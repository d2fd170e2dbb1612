// Copyright (C) 2026 Michael Wilson <mike@mdwn.dev>
//
// This program is free software: you can redistribute it and/or modify it under
// the terms of the GNU General Public License as published by the Free Software
// Foundation, version 3.
//
// This program is distributed in the hope that it will be useful, but WITHOUT
// ANY WARRANTY; without even the implied warranty of MERCHANTABILITY or FITNESS
// FOR A PARTICULAR PURPOSE. See the GNU General Public License for more details.
//
// You should have received a copy of the GNU General Public License along with
// this program. If not, see <https://www.gnu.org/licenses/>.
//
use serde::{Deserialize, Serialize};

use crate::drift::NearestBeatMatcher;
use crate::util::seconds_to_frames;

/// How frame offsets are expressed.
#[derive(Debug, Clone, Copy, PartialEq, Eq, Serialize, Deserialize)]
pub enum Addressing {
    /// Offsets count from the first detected beat. The whole backing track is shifted once
    /// by the frame padding so bar 0 lands on that beat.
    Relative,
    /// Offsets are positions in the audio file. Bars before `tab_start_bar` are a silent
    /// intro occupying real audio time, so no padding is applied.
    Absolute { tab_start_bar: usize },
}

impl Addressing {
    pub fn for_tab_start(tab_start_bar: usize) -> Addressing {
        if tab_start_bar > 0 {
            Addressing::Absolute { tab_start_bar }
        } else {
            Addressing::Relative
        }
    }

    /// The bar the first detected beat belongs to.
    pub fn tab_start_bar(&self) -> usize {
        match self {
            Addressing::Relative => 0,
            Addressing::Absolute { tab_start_bar } => *tab_start_bar,
        }
    }

    /// The playback-wide sample shift for this mode.
    pub fn frame_padding(&self, first_beat_time: f64, sample_rate: u32) -> i64 {
        match self {
            Addressing::Relative => -seconds_to_frames(first_beat_time, sample_rate),
            Addressing::Absolute { .. } => 0,
        }
    }
}

/// Turns bar numbers into audio sample positions.
#[derive(Debug, Clone, Copy)]
pub struct FrameOffsetCalculator<'a> {
    matcher: NearestBeatMatcher<'a>,
    addressing: Addressing,
    first_beat_time: f64,
    bar_duration: f64,
    sample_rate: u32,
}

impl<'a> FrameOffsetCalculator<'a> {
    /// `beat_times` must not be empty.
    pub fn new(
        beat_times: &'a [f64],
        beats_per_bar: usize,
        bar_duration: f64,
        sample_rate: u32,
        addressing: Addressing,
    ) -> FrameOffsetCalculator<'a> {
        FrameOffsetCalculator {
            matcher: NearestBeatMatcher::new(beat_times, beats_per_bar, bar_duration),
            addressing,
            first_beat_time: beat_times.first().copied().unwrap_or(0.0),
            bar_duration,
            sample_rate,
        }
    }

    /// Absolute time in seconds where the bar starts in the audio file.
    ///
    /// Intro bars are placed backwards from the first beat at the score tempo. Bars past the
    /// detected beats continue forward from the last bar that still matched a beat.
    pub fn bar_time(&self, bar: usize) -> f64 {
        let tab_start_bar = self.addressing.tab_start_bar();
        let Some(bars_from_start) = bar.checked_sub(tab_start_bar) else {
            let bars_before_music = (tab_start_bar - bar) as f64;
            return self.first_beat_time - bars_before_music * self.bar_duration;
        };

        if let Some(matched) = self.matcher.match_bar(bars_from_start) {
            return matched.time;
        }

        let anchor = self.matcher.last_anchored_bar().and_then(|anchor_bar| {
            self.matcher
                .match_bar(anchor_bar)
                .map(|matched| (anchor_bar, matched.time))
        });
        match anchor {
            Some((anchor_bar, anchor_time)) if anchor_bar < bars_from_start => {
                anchor_time + (bars_from_start - anchor_bar) as f64 * self.bar_duration
            }
            _ => self.first_beat_time + bars_from_start as f64 * self.bar_duration,
        }
    }

    /// Sample position of the bar under this calculator's addressing mode. Never negative.
    pub fn frame_offset(&self, bar: usize) -> u64 {
        let time = match self.addressing {
            Addressing::Relative => self.bar_time(bar) - self.first_beat_time,
            Addressing::Absolute { .. } => self.bar_time(bar),
        };
        seconds_to_frames(time.max(0.0), self.sample_rate).max(0) as u64
    }
}

#[cfg(test)]
mod test {
    use crate::testutil::{assert_close, regular_beats, with_false_beat};

    use super::*;

    #[test]
    fn addressing_mode_follows_tab_start() {
        assert_eq!(Addressing::Relative, Addressing::for_tab_start(0));
        assert_eq!(
            Addressing::Absolute { tab_start_bar: 3 },
            Addressing::for_tab_start(3)
        );
        assert_eq!(3, Addressing::for_tab_start(3).tab_start_bar());
    }

    #[test]
    fn frame_padding() {
        assert_eq!(-88200, Addressing::Relative.frame_padding(2.0, 44100));
        assert_eq!(0, Addressing::Relative.frame_padding(0.0, 44100));
        assert_eq!(
            0,
            Addressing::Absolute { tab_start_bar: 2 }.frame_padding(2.0, 44100)
        );
    }

    #[test]
    fn relative_offsets_start_at_zero() {
        let beats = regular_beats(20, 0.5, 2.0);
        let calculator = FrameOffsetCalculator::new(&beats, 4, 2.0, 44100, Addressing::Relative);

        assert_eq!(0, calculator.frame_offset(0));
        assert_eq!(88200, calculator.frame_offset(1));
        assert_eq!(176400, calculator.frame_offset(2));
    }

    #[test]
    fn absolute_offsets() {
        let beats = regular_beats(20, 0.5, 4.0);
        let calculator = FrameOffsetCalculator::new(
            &beats,
            4,
            2.0,
            44100,
            Addressing::Absolute { tab_start_bar: 2 },
        );

        // Intro bars extrapolate backwards from the first beat.
        assert_eq!(0, calculator.frame_offset(0));
        assert_eq!(88200, calculator.frame_offset(1));
        assert_eq!(176400, calculator.frame_offset(2));
        assert_eq!(264600, calculator.frame_offset(3));
    }

    #[test]
    fn intro_extrapolation_clamps_at_zero() {
        let beats = regular_beats(20, 0.5, 1.0);
        let calculator = FrameOffsetCalculator::new(
            &beats,
            4,
            2.0,
            44100,
            Addressing::Absolute { tab_start_bar: 3 },
        );

        assert_close(-5.0, calculator.bar_time(0), 1e-9);
        assert_eq!(0, calculator.frame_offset(0));
        assert_eq!(0, calculator.frame_offset(1));
        assert_eq!(44100, calculator.frame_offset(3));
    }

    #[test]
    fn extrapolates_past_detected_beats() {
        // Beats slightly slower than the score, so the last anchor is late.
        let beats = regular_beats(16, 0.52, 0.0);
        let calculator = FrameOffsetCalculator::new(&beats, 4, 2.0, 44100, Addressing::Relative);

        // Last beat is at 7.8s, so bar 4 (8.0s) is the last matched bar, on 7.8s.
        assert_close(7.8, calculator.bar_time(4), 1e-9);
        // Bar 6 continues two bars from there rather than from the first beat.
        assert_close(11.8, calculator.bar_time(6), 1e-9);
        assert_eq!(
            seconds_to_frames(calculator.bar_time(6), 44100) as u64,
            calculator.frame_offset(6)
        );
    }

    #[test]
    fn survives_false_beat() {
        let beats = with_false_beat(&regular_beats(40, 0.5, 0.0), 5);
        let calculator = FrameOffsetCalculator::new(&beats, 4, 2.0, 44100, Addressing::Relative);

        assert_eq!(352800, calculator.frame_offset(4));
    }
}
// Copyright (C) 2026 Michael Wilson <mike@mdwn.dev>
//
// This program is free software: you can redistribute it and/or modify it under
// the terms of the GNU General Public License as published by the Free Software
// Foundation, version 3.
//
// This program is distributed in the hope that it will be useful, but WITHOUT
// ANY WARRANTY; without even the implied warranty of MERCHANTABILITY or FITNESS
// FOR A PARTICULAR PURPOSE. See the GNU General Public License for more details.
//
// You should have received a copy of the GNU General Public License along with
// this program. If not, see <https://www.gnu.org/licenses/>.
//
//! End-to-end processing of a job: tempo correction, drift analysis and sync point
//! generation.

use tracing::{info, warn};

use crate::beats::{BeatInfo, SyncResult};
use crate::config::{ConfigError, Job};
use crate::drift::{DriftAnalyzer, DriftReport};
use crate::error::SyncError;
use crate::sync::generate_sync_points;
use crate::tempo::{correct_tempo, TempoCorrection};

#[derive(Debug, thiserror::Error)]
pub enum PipelineError {
    #[error(transparent)]
    Config(#[from] ConfigError),

    #[error(transparent)]
    Sync(#[from] SyncError),
}

/// Everything produced for a job.
#[derive(Debug, Clone)]
pub struct PipelineOutcome {
    /// The beats sync points were generated from, after any tempo correction.
    pub beats: BeatInfo,
    /// Present when tempo correction was enabled, whether or not it changed anything.
    pub correction: Option<TempoCorrection>,
    /// Absent when there were too few beats to analyze drift.
    pub report: Option<DriftReport>,
    pub result: SyncResult,
}

/// Runs a job with single-threaded drift analysis.
pub fn run(job: &Job) -> Result<PipelineOutcome, PipelineError> {
    execute(job, false)
}

/// Runs a job, analyzing drift on the rayon pool.
pub fn run_parallel(job: &Job) -> Result<PipelineOutcome, PipelineError> {
    execute(job, true)
}

fn execute(job: &Job, parallel: bool) -> Result<PipelineOutcome, PipelineError> {
    let reference_tempo = job.reference_tempo();
    let options = job.sync_options(reference_tempo)?;

    let (beats, correction) = if job.sync().correct_tempo() {
        let (beats, correction) = correct_tempo(job.beats(), reference_tempo);
        (beats, Some(correction))
    } else {
        (job.beats().clone(), None)
    };

    let result = generate_sync_points(&beats, &options)?;

    let report = match DriftAnalyzer::new(
        beats.beat_times.clone(),
        reference_tempo,
        options.beats_per_bar,
        options.sample_rate,
        options.tab_start_bar,
    ) {
        Ok(analyzer) => {
            let report = if parallel {
                analyzer.analyze_parallel(options.max_bars)
            } else {
                analyzer.analyze(options.max_bars)
            };
            let report = report.with_sync_bars(result.bars());
            Some(match correction {
                Some(correction) => report.with_tempo_correction(correction),
                None => report,
            })
        }
        Err(SyncError::InsufficientBeats { required, found }) => {
            warn!(required, found, "Skipping drift analysis");
            None
        }
        Err(e) => return Err(e.into()),
    };

    info!(
        reference_tempo,
        beats = beats.beat_times.len(),
        sync_points = result.sync_points.len(),
        "Job complete"
    );

    Ok(PipelineOutcome {
        beats,
        correction,
        report,
        result,
    })
}
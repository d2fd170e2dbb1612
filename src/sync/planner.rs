// Copyright (C) 2026 Michael Wilson <mike@mdwn.dev>
//
// This program is free software: you can redistribute it and/or modify it under
// the terms of the GNU General Public License as published by the Free Software
// Foundation, version 3.
//
// This program is distributed in the hope that it will be useful, but WITHOUT
// ANY WARRANTY; without even the implied warranty of MERCHANTABILITY or FITNESS
// FOR A PARTICULAR PURPOSE. See the GNU General Public License for more details.
//
// You should have received a copy of the GNU General Public License along with
// this program. If not, see <https://www.gnu.org/licenses/>.
//
use tracing::{debug, info, warn};

use crate::beats::SyncPointData;
use crate::drift::{DriftAnalyzer, NearestBeatMatcher, MIN_ANALYSIS_BEATS};
use crate::error::SyncError;

use super::addressing::{Addressing, FrameOffsetCalculator};

/// Drift, in percent, at which a bar gets its own sync point.
pub const DRIFT_THRESHOLD_PERCENT: f64 = 0.5;

/// Fewest bars between two sync points.
pub const MIN_SYNC_INTERVAL: usize = 1;

/// Most bars allowed to pass without a sync point.
pub const MAX_SYNC_INTERVAL: usize = 8;

/// Places sync points where the recording drifts away from the score tempo.
pub struct AdaptiveSyncPlanner<'a> {
    analyzer: &'a DriftAnalyzer,
}

impl<'a> AdaptiveSyncPlanner<'a> {
    pub fn new(analyzer: &'a DriftAnalyzer) -> AdaptiveSyncPlanner<'a> {
        AdaptiveSyncPlanner { analyzer }
    }

    fn calculator(&self) -> FrameOffsetCalculator<'a> {
        FrameOffsetCalculator::new(
            self.analyzer.beat_times(),
            self.analyzer.beats_per_bar(),
            self.analyzer.expected_bar_duration(),
            self.analyzer.sample_rate(),
            Addressing::for_tab_start(self.analyzer.tab_start_bar()),
        )
    }

    /// Greedy left-to-right scan from the first bar with notes. A bar gets a sync point when
    /// the maximum interval is reached, when its drift crosses the threshold, or when the
    /// base interval is reached, checked in that order.
    pub fn find_sync_point_positions(&self, max_bars: usize, base_interval: usize) -> Vec<usize> {
        let start_bar = self.analyzer.tab_start_bar();
        let mut positions = vec![start_bar];
        let mut last_sync_bar = start_bar;

        for bar in (start_bar + 1)..max_bars {
            let bars_since_last = bar - last_sync_bar;

            let place = bars_since_last >= MAX_SYNC_INTERVAL
                || (bars_since_last >= MIN_SYNC_INTERVAL && self.drifts_at(bar))
                || bars_since_last >= base_interval;

            if place {
                positions.push(bar);
                last_sync_bar = bar;
            }
        }

        positions
    }

    fn drifts_at(&self, bar: usize) -> bool {
        self.analyzer
            .get_drift_at_bar(bar)
            .is_some_and(|drift| drift.drift_percent().abs() >= DRIFT_THRESHOLD_PERCENT)
    }

    /// Tempo that makes the intro bars span exactly the silence before the first beat.
    pub fn intro_tempo(&self) -> f64 {
        let original_tempo = self.analyzer.original_tempo();
        let first_beat_time = self.analyzer.first_beat_time();
        if first_beat_time <= 0.0 {
            warn!(
                first_beat_time,
                "Intro bars precede a beat at the start of the audio, keeping the score tempo"
            );
            return original_tempo;
        }

        let expected_intro_duration =
            self.analyzer.tab_start_bar() as f64 * self.analyzer.expected_bar_duration();
        original_tempo * (expected_intro_duration / first_beat_time)
    }

    /// Sync points for every planned bar, each carrying the local tempo at that bar. With
    /// intro bars, an extra point at bar 0 stretches the intro over the audio lead-in.
    pub fn generate_adaptive_sync_points(
        &self,
        max_bars: usize,
        base_interval: usize,
    ) -> Vec<SyncPointData> {
        let original_tempo = self.analyzer.original_tempo();
        let tab_start_bar = self.analyzer.tab_start_bar();
        let calculator = self.calculator();
        let mut sync_points = Vec::new();

        if tab_start_bar > 0 {
            let intro_tempo = self.intro_tempo();
            debug!(
                tempo = intro_tempo,
                intro_bars = tab_start_bar,
                lead_in = self.analyzer.first_beat_time(),
                "Intro sync point"
            );
            sync_points.push(SyncPointData::new(0, 0, intro_tempo, original_tempo));
        }

        for bar in self.find_sync_point_positions(max_bars, base_interval) {
            let local_tempo = self.analyzer.calculate_local_tempo_at_bar(bar);
            let frame_offset = calculator.frame_offset(bar);
            debug!(bar, frame = frame_offset, tempo = local_tempo, "Adaptive sync point");
            sync_points.push(SyncPointData::new(
                bar,
                frame_offset,
                local_tempo,
                original_tempo,
            ));
        }

        info!(count = sync_points.len(), "Generated adaptive sync points");
        sync_points
    }
}

/// Places sync points every `bar_interval` bars at the score tempo. Used when there are
/// too few beats to measure drift, or when adaptive placement is turned off.
#[derive(Debug, Clone)]
pub struct StaticPlanner {
    beat_times: Vec<f64>,
    original_tempo: f64,
    beats_per_bar: usize,
    bar_interval: usize,
    sample_rate: u32,
    tab_start_bar: usize,
}

impl StaticPlanner {
    pub fn new(
        beat_times: Vec<f64>,
        original_tempo: f64,
        beats_per_bar: usize,
        bar_interval: usize,
        sample_rate: u32,
        tab_start_bar: usize,
    ) -> StaticPlanner {
        StaticPlanner {
            beat_times,
            original_tempo,
            beats_per_bar,
            bar_interval: bar_interval.max(1),
            sample_rate,
            tab_start_bar,
        }
    }

    fn bar_duration(&self) -> f64 {
        60.0 / self.original_tempo * self.beats_per_bar as f64
    }

    /// Bars up to the end of the detected beats, counting intro bars.
    pub fn default_horizon(&self) -> usize {
        let matcher = NearestBeatMatcher::new(
            &self.beat_times,
            self.beats_per_bar,
            self.bar_duration(),
        );
        self.tab_start_bar + matcher.last_anchored_bar().unwrap_or(0)
    }

    /// The first bar with notes always gets a point, even when it lies past `max_bars`.
    pub fn generate(&self, max_bars: usize) -> Vec<SyncPointData> {
        let calculator = FrameOffsetCalculator::new(
            &self.beat_times,
            self.beats_per_bar,
            self.bar_duration(),
            self.sample_rate,
            Addressing::for_tab_start(self.tab_start_bar),
        );

        let end = max_bars.max(self.tab_start_bar + 1);
        let sync_points: Vec<SyncPointData> = (self.tab_start_bar..end)
            .step_by(self.bar_interval)
            .map(|bar| {
                let frame_offset = calculator.frame_offset(bar);
                debug!(bar, frame = frame_offset, "Static sync point");
                SyncPointData::new(bar, frame_offset, self.original_tempo, self.original_tempo)
            })
            .collect();

        info!(
            count = sync_points.len(),
            interval = self.bar_interval,
            "Generated static sync points"
        );
        sync_points
    }
}

/// The placement strategy, chosen before any sync point is generated.
#[derive(Debug, Clone)]
pub enum SyncPlan {
    Adaptive(DriftAnalyzer),
    Static(StaticPlanner),
}

impl SyncPlan {
    /// Picks adaptive placement when requested and there are enough beats to measure drift,
    /// static placement otherwise. Errors only on invalid tempo, meter or sample rate.
    pub fn select(
        beat_times: Vec<f64>,
        original_tempo: f64,
        beats_per_bar: usize,
        bar_interval: usize,
        sample_rate: u32,
        tab_start_bar: usize,
        adaptive: bool,
    ) -> Result<SyncPlan, SyncError> {
        if !(original_tempo > 0.0 && original_tempo.is_finite()) {
            return Err(SyncError::InvalidTempo(original_tempo));
        }
        if beats_per_bar == 0 {
            return Err(SyncError::InvalidBeatsPerBar);
        }
        if sample_rate == 0 {
            return Err(SyncError::InvalidSampleRate);
        }

        if adaptive && beat_times.len() >= MIN_ANALYSIS_BEATS {
            return Ok(SyncPlan::Adaptive(DriftAnalyzer::new(
                beat_times,
                original_tempo,
                beats_per_bar,
                sample_rate,
                tab_start_bar,
            )?));
        }

        if adaptive {
            info!(
                beats = beat_times.len(),
                required = MIN_ANALYSIS_BEATS,
                "Too few beats for drift analysis, using static sync points"
            );
        }
        Ok(SyncPlan::Static(StaticPlanner::new(
            beat_times,
            original_tempo,
            beats_per_bar,
            bar_interval,
            sample_rate,
            tab_start_bar,
        )))
    }

    pub fn is_adaptive(&self) -> bool {
        matches!(self, SyncPlan::Adaptive(_))
    }

    /// The number of bars covered by the detected beats.
    pub fn default_horizon(&self) -> usize {
        match self {
            SyncPlan::Adaptive(analyzer) => analyzer.default_horizon(),
            SyncPlan::Static(planner) => planner.default_horizon(),
        }
    }

    /// Generates sync points for bars below `max_bars`.
    pub fn generate(&self, max_bars: usize, bar_interval: usize) -> Vec<SyncPointData> {
        match self {
            SyncPlan::Adaptive(analyzer) => AdaptiveSyncPlanner::new(analyzer)
                .generate_adaptive_sync_points(max_bars, bar_interval),
            SyncPlan::Static(planner) => planner.generate(max_bars),
        }
    }
}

=======

▶ [ABOUT THIS EXERCISE]
Nothing past the line containing "use crate::util::seconds_to_frames;" should be restated; transcribe the material exactly from its first line through that line.

▶ [RESULT OF THE EXERCISE]
repository d2fd170e2dbb1612
// Copyright (C) 2026 Michael Wilson <mike@mdwn.dev>
//
// This program is free software: you can redistribute it and/or modify it under
// the terms of the GNU General Public License as published by the Free Software
// Foundation, version 3.
//
// This program is distributed in the hope that it will be useful, but WITHOUT
// ANY WARRANTY; without even the implied warranty of MERCHANTABILITY or FITNESS
// FOR A PARTICULAR PURPOSE. See the GNU General Public License for more details.
//
// You should have received a copy of the GNU General Public License along with
// this program. If not, see <https://www.gnu.org/licenses/>.
//
use serde::{Deserialize, Serialize};

use crate::drift::NearestBeatMatcher;
use crate::util::seconds_to_frames;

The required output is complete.